Your assignment. Would you please repeat exactly the lines from the one containing "to connect to" to the end of the records, both included, and leave out the rest?

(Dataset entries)
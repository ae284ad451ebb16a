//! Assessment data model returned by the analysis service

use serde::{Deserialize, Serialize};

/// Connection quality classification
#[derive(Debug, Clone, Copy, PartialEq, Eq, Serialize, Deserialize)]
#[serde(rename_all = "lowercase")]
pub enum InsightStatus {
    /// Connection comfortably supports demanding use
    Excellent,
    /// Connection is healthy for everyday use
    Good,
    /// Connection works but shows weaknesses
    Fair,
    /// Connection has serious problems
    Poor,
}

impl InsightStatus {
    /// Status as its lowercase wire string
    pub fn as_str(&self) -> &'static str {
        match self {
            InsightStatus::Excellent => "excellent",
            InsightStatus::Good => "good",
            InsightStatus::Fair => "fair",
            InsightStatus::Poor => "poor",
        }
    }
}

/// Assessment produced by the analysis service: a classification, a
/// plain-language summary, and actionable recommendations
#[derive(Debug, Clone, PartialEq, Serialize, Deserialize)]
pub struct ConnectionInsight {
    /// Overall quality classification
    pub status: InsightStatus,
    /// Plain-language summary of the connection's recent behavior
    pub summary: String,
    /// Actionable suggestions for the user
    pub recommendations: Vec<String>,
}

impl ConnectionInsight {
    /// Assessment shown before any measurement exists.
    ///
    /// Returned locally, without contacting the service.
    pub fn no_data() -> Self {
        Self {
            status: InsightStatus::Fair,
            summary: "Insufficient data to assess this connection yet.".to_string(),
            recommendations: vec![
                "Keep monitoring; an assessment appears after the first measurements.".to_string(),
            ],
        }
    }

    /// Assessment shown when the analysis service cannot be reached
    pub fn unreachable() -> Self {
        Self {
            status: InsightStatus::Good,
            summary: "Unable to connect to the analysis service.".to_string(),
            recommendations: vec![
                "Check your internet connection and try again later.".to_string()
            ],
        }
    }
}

Solution for this problem.
            summary: "Unable to connect to the analysis service.".to_string(),
            recommendations: vec![
                "Check your internet connection and try again later.".to_string()
            ],
        }
    }
}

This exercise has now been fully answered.